Все так же плыла музыка над садом, и ухала сова, и в наших лицах плескалась расплавленная золотая луна, а колючий шиповник, к которому я откинулась под поцелуями, царапал сквозь платье мою спину и шею, и эта минута все не кончалась. Сколько буду жить, клянусь, не забуду этот день, и вечер, и сумасшедшие от восторга глаза Николая, и его долгие поцелуи, а больше всего (о, как странно!), наверное, острые, драгоценные, царапавшие мне кожу ветви шиповника, пахнувшие розами, любовью и вечной, радостной надеждой…
11 июля…
Вчера я упросила маму оставить гостя ночевать — как, в самом деле, он смог бы добраться домой из нашей богом забытой дачной глуши? А сегодня, увы, почти раскаялась в этом. То волшебство, о котором успела я ночью записать в своем дневнике, нынче утром вдруг рассеялось, пропало, и ни следа не осталось ни от моего вчерашнего настроения, ни от чудесных моих надежд. Нет, я и сейчас, после всего, что случилось сегодня, не сомневаюсь ни в правоте Николая, ни в своей любви к отцу… Но все же за кем из них правда? И с кем из них — я?

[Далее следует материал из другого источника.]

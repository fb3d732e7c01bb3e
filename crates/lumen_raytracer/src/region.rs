//! Region-based tile scheduling.
//!
//! The viewport is divided into regions that workers claim one at a time.
//! Before rendering, each region is probed with a few single-sample paths
//! and the regions are sorted so the most expensive ones start first.

use std::sync::atomic::{AtomicBool, Ordering};

use lumen_math::{UVec2, Vec2};
use rand::seq::SliceRandom;
use rayon::prelude::*;

use crate::context::RenderContext;
use crate::integrator::raytrace_pixel;
use crate::output::PixelSink;
use crate::overlay;
use crate::sampling::stream_rng;

/// Probe positions as fractions of a region's size.
pub const PROBE_OFFSETS: [Vec2; 5] = [
    Vec2::new(0.5, 0.5),
    Vec2::new(0.25, 0.25),
    Vec2::new(0.75, 0.25),
    Vec2::new(0.25, 0.75),
    Vec2::new(0.75, 0.75),
];

/// A rectangular region of the image to render.
#[derive(Debug, Clone, Copy, PartialEq, Eq)]
pub struct Region {
    /// Top-left pixel
    pub origin: UVec2,
    /// Width and height in pixels
    pub size: UVec2,
    /// Claimed by a worker
    pub sampled: bool,
    /// Sum of the probe paths' bounce counts
    pub estimated_bounces: usize,
}

impl Region {
    pub fn new(origin: UVec2, size: UVec2) -> Self {
        Self {
            origin,
            size,
            sampled: false,
            estimated_bounces: 0,
        }
    }

    /// Get the total number of pixels in this region.
    pub fn pixel_count(&self) -> u32 {
        self.size.x * self.size.y
    }

    pub fn contains(&self, pixel: UVec2) -> bool {
        pixel.cmpge(self.origin).all() && pixel.cmplt(self.origin + self.size).all()
    }

    /// Random stream id derived from the region's position.
    pub fn stream(&self) -> u64 {
        ((self.origin.y as u64) << 32) | self.origin.x as u64
    }

    /// Pixels in raster order (rows top to bottom, left to right).
    pub fn pixels(&self) -> impl Iterator<Item = UVec2> {
        let Region { origin, size, .. } = *self;
        (0..size.y).flat_map(move |y| (0..size.x).map(move |x| origin + UVec2::new(x, y)))
    }
}

/// Tile the viewport into regions of `region_size` pixels.
///
/// The last column and row are clipped to the remaining pixels. Regions
/// come out in raster order.
pub fn partition_regions(viewport: UVec2, region_size: u32) -> Vec<Region> {
    let step = region_size.max(1);
    let mut regions = Vec::new();

    let mut y = 0;
    while y < viewport.y {
        let mut x = 0;
        while x < viewport.x {
            let size = UVec2::new(step.min(viewport.x - x), step.min(viewport.y - y));
            regions.push(Region::new(UVec2::new(x, y), size));
            x += step;
        }
        y += step;
    }

    regions
}

/// Estimate how expensive a region is to render.
///
/// Traces one sample at each probe offset and sums the bounce counts.
pub fn estimate_region_cost<R: rand::Rng + ?Sized>(
    ctx: &RenderContext,
    region: &Region,
    rng: &mut R,
) -> usize {
    let max = (region.size.max(UVec2::ONE) - UVec2::ONE).as_vec2();
    PROBE_OFFSETS
        .iter()
        .map(|offset| {
            let local = (*offset * region.size.as_vec2()).min(max).as_uvec2();
            raytrace_pixel(ctx, region.origin + local, 1, rng).1
        })
        .sum()
}

/// Shuffle, probe and sort `regions` so the most expensive come first.
///
/// Every region gets a cost preview fill on `sink`. Stops early, leaving
/// the remaining estimates at zero, once `running` is cleared.
pub fn order_regions(
    ctx: &RenderContext,
    regions: &mut [Region],
    running: &AtomicBool,
    sink: &dyn PixelSink,
    seed: Option<u64>,
) {
    // Break up raster order before the stable sort so equal costs land randomly
    regions.shuffle(&mut stream_rng(seed, u64::MAX));

    regions
        .par_iter_mut()
        .for_each(|region| {
            if !running.load(Ordering::Relaxed) {
                return;
            }
            let mut rng = stream_rng(seed, !region.stream());
            region.estimated_bounces = estimate_region_cost(ctx, region, &mut rng);
        });

    let max_cost = regions
        .iter()
        .map(|r| r.estimated_bounces)
        .max()
        .unwrap_or(0);
    for region in regions.iter() {
        if !running.load(Ordering::Relaxed) {
            break;
        }
        overlay::fill_region(
            sink,
            region,
            overlay::cost_color(region.estimated_bounces, max_cost),
        );
    }

    regions.sort_by(|a, b| b.estimated_bounces.cmp(&a.estimated_bounces));
}

/// Claim the next region nobody has rendered yet.
///
/// `regions` is scanned front to back, so ordering decides priority.
pub fn claim_next(regions: &mut [Region]) -> Option<Region> {
    let region = regions.iter_mut().find(|r| !r.sampled)?;
    region.sampled = true;
    Some(*region)
}

#[cfg(test)]
mod tests {
    use super::*;
    use crate::environment::ConstantEnvironment;
    use crate::geometry::{RenderMaterial, Triangle, TriangleList};
    use crate::options::RaytraceOptions;
    use crate::output::{RenderEvent, RenderOutcome};
    use crate::Color;
    use lumen_math::{Camera, Vec3, Vec4};
    use std::sync::{Arc, Mutex};

    #[derive(Default)]
    struct CollectingSink {
        events: Mutex<Vec<RenderEvent>>,
    }

    impl PixelSink for CollectingSink {
        fn set_pixel(&self, position: UVec2, color: Vec4) {
            self.events
                .lock()
                .unwrap()
                .push(RenderEvent::Pixel { position, color });
        }

        fn render_finished(&self, outcome: RenderOutcome) {
            self.events.lock().unwrap().push(RenderEvent::Finished(outcome));
        }
    }

    fn assert_exact_tiling(regions: &[Region], viewport: UVec2) {
        let mut covered = vec![0u32; (viewport.x * viewport.y) as usize];
        for region in regions {
            for pixel in region.pixels() {
                assert!(pixel.x < viewport.x && pixel.y < viewport.y);
                covered[(pixel.y * viewport.x + pixel.x) as usize] += 1;
            }
        }
        assert!(covered.iter().all(|&c| c == 1), "gap or overlap in tiling");
    }

    /// Left half of the view hits a floor quad, right half sees only sky.
    fn half_covered_context() -> RenderContext {
        let mut triangles = Vec::new();
        for x in 0..4 {
            for y in 0..4 {
                let corner = Vec3::new(-2.0 + x as f32 * 0.5, -1.0 + y as f32 * 0.5, 0.0);
                triangles.push(Triangle::flat([corner, corner + Vec3::X * 0.5, corner + Vec3::Y * 0.5], 0));
                triangles.push(Triangle::flat(
                    [corner + Vec3::X * 0.5, corner + Vec3::new(0.5, 0.5, 0.0), corner + Vec3::Y * 0.5],
                    0,
                ));
            }
        }
        RenderContext::from_triangles(
            TriangleList {
                triangles,
                materials: vec![RenderMaterial::default()],
            },
            &Camera::new(Vec3::new(0.0, 0.0, 2.0), Vec3::ZERO, 1.0),
            UVec2::new(16, 16),
            &RaytraceOptions::default(),
            Some(Arc::new(ConstantEnvironment(Color::ONE))),
        )
        .unwrap()
    }

    #[test]
    fn test_partition_exact_fit() {
        let regions = partition_regions(UVec2::new(128, 128), 64);
        assert_eq!(regions.len(), 4); // 2x2 grid
        assert_exact_tiling(&regions, UVec2::new(128, 128));
    }

    #[test]
    fn test_partition_clips_last_row_and_column() {
        let viewport = UVec2::new(100, 70);
        let regions = partition_regions(viewport, 32);

        assert_eq!(regions.len(), 4 * 3);
        assert_exact_tiling(&regions, viewport);

        let last = regions.last().unwrap();
        assert_eq!(last.origin, UVec2::new(96, 64));
        assert_eq!(last.size, UVec2::new(4, 6));
        assert!(regions.iter().all(|r| !r.sampled && r.estimated_bounces == 0));
    }

    #[test]
    fn test_partition_region_larger_than_viewport() {
        let regions = partition_regions(UVec2::new(10, 5), 64);
        assert_eq!(regions.len(), 1);
        assert_eq!(regions[0].size, UVec2::new(10, 5));
    }

    #[test]
    fn test_region_pixels_raster_order() {
        let region = Region::new(UVec2::new(4, 2), UVec2::new(2, 2));
        let pixels: Vec<_> = region.pixels().collect();

        assert_eq!(
            pixels,
            vec![UVec2::new(4, 2), UVec2::new(5, 2), UVec2::new(4, 3), UVec2::new(5, 3)]
        );
        assert!(region.contains(UVec2::new(5, 3)));
        assert!(!region.contains(UVec2::new(6, 3)));
    }

    #[test]
    fn test_claim_next_takes_each_region_once() {
        let mut regions = partition_regions(UVec2::new(8, 8), 4);
        let mut claimed = Vec::new();
        while let Some(region) = claim_next(&mut regions) {
            claimed.push(region.origin);
        }

        assert_eq!(claimed.len(), 4);
        assert!(regions.iter().all(|r| r.sampled));
        assert!(claim_next(&mut regions).is_none());
    }

    #[test]
    fn test_order_sorts_descending_by_cost() {
        let ctx = half_covered_context();
        let mut regions = partition_regions(ctx.viewport, 4);
        let sink = CollectingSink::default();
        let running = AtomicBool::new(true);

        order_regions(&ctx, &mut regions, &running, &sink, Some(11));

        assert_exact_tiling(&regions, ctx.viewport);
        assert!(regions
            .windows(2)
            .all(|w| w[0].estimated_bounces >= w[1].estimated_bounces));

        // Regions looking at the floor cost more than regions looking at the sky
        let first = regions.first().unwrap();
        let last = regions.last().unwrap();
        assert!(first.estimated_bounces > last.estimated_bounces);
        assert_eq!(last.estimated_bounces, 0);

        // One preview pixel per viewport pixel
        assert_eq!(sink.events.lock().unwrap().len(), 16 * 16);
    }

    #[test]
    fn test_order_stops_when_not_running() {
        let ctx = half_covered_context();
        let mut regions = partition_regions(ctx.viewport, 4);
        let sink = CollectingSink::default();
        let running = AtomicBool::new(false);

        order_regions(&ctx, &mut regions, &running, &sink, Some(1));

        assert!(regions.iter().all(|r| r.estimated_bounces == 0));
        assert!(sink.events.lock().unwrap().is_empty());
    }
}
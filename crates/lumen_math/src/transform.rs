// Transform utilities for Mat4
//
// Extends glam::Mat4 with the normal transform needed when scene instances
// are flattened into world space.
// Note: glam::Mat4 already provides transform_point3(), transform_vector3() and inverse()

use glam::{Mat3, Mat4, Vec3};

/// Extension trait for Mat4 to provide additional transform utilities
pub trait Mat4Ext {
    /// Transform a surface normal with the inverse transpose of the upper 3x3.
    ///
    /// The result is normalized. Degenerate matrices fall back to `normal`.
    fn transform_normal3(&self, normal: Vec3) -> Vec3;
}

impl Mat4Ext for Mat4 {
    fn transform_normal3(&self, normal: Vec3) -> Vec3 {
        let linear = Mat3::from_mat4(*self);
        if linear.determinant().abs() <= f32::EPSILON {
            return normal;
        }
        let transformed = (linear.inverse().transpose() * normal).normalize_or_zero();
        if transformed == Vec3::ZERO {
            normal
        } else {
            transformed
        }
    }

}
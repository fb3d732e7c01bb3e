/// A closed parametric range `[min, max]`.
///
/// Used for ray parameter ranges (`t_near`/`t_far` during traversal) and
/// per-axis box extents.
#[derive(Debug, Clone, Copy, PartialEq)]
pub struct Interval {
    pub min: f32,
    pub max: f32,
}

impl Interval {
    pub fn new(min: f32, max: f32) -> Self {
        Self { min, max }
    }

    /// Same interval with `amount` removed from both ends.
    pub fn shrink(&self, amount: f32) -> Interval {
        Interval::new(self.min + amount, self.max - amount)
    }

    /// Returns true if x is strictly within the interval (min, max) (exclusive).
    pub fn surrounds(&self, x: f32) -> bool {
        self.min < x && x < self.max
    }
}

Неприятности начались прямо с утра, за завтраком. День был так хорош — свежий и чистый, и я так славно выглядела в своем любимом белом платье с большим бантом, завязанным сзади. Мне хотелось понравиться Николаю, хотелось пойти с ним гулять, может быть, покататься на лодке — на реке сейчас распустились кувшинки, их желтые цветы безумно красивы на фоне темной воды!.. И еще конечно же я не могла забыть тех вчерашних минут в саду — жарких, острых и невозможно счастливых. Хотела ли я, чтобы они снова повторились? Нет, этого я не смогу доверить даже своему дневнику.
Впрочем, мои ожидания все равно оказались напрасны. Николай выглядел отчего-то хмурым и поздоровался со мной так же, как и со всеми прочими, — вежливо, но холодно и отстраненно. Мама тоже молчала; ей опять нездоровилось, и, по-моему, несмотря на привычное свое гостеприимство, она была недовольна тем, что накануне я убедила ее пригласить не слишком приятного ей гостя переночевать. Митя почти ничего не ел, лениво ковыряясь в тарелке, и только бросал кусок за куском любимой своей гончей Стелле. А разговор, перескакивавший с одной невинной темы на другую, вдруг, как на грех, круто повернул отец, который вчера отлично вышел из сложного положения, а сегодня, напротив, испортил все на свете своей неуместной разговорчивостью и страстью обсуждать вечную проблему «отцов и детей».
— Вот вы, господа студенты, — преувеличенно бодро, делая вид, что не замечает общей отчужденности за столом, сказал он, с аппетитом прихлебывая чай из большой чашки, — скажите мне: отчего не осталось нынче ничего святого для людей, отчего не интересуется молодежь ни своими корнями, ни вечной Россией, ни мнением старых людей? Откуда взялся нигилизм, это проклятие еще прошлого века, переметнувшееся в век сегодняшний? Родословная, семья, узы крови, честь фамилии — все ведь нынче пустой звук! И не понимает никто, не хочет понять, что разрушение — дело нехитрое, что никому не нужны дешевые и быстрые перемены и что страну, государство растить надо столетиями, а не наспех — тяп-ляп, и готово!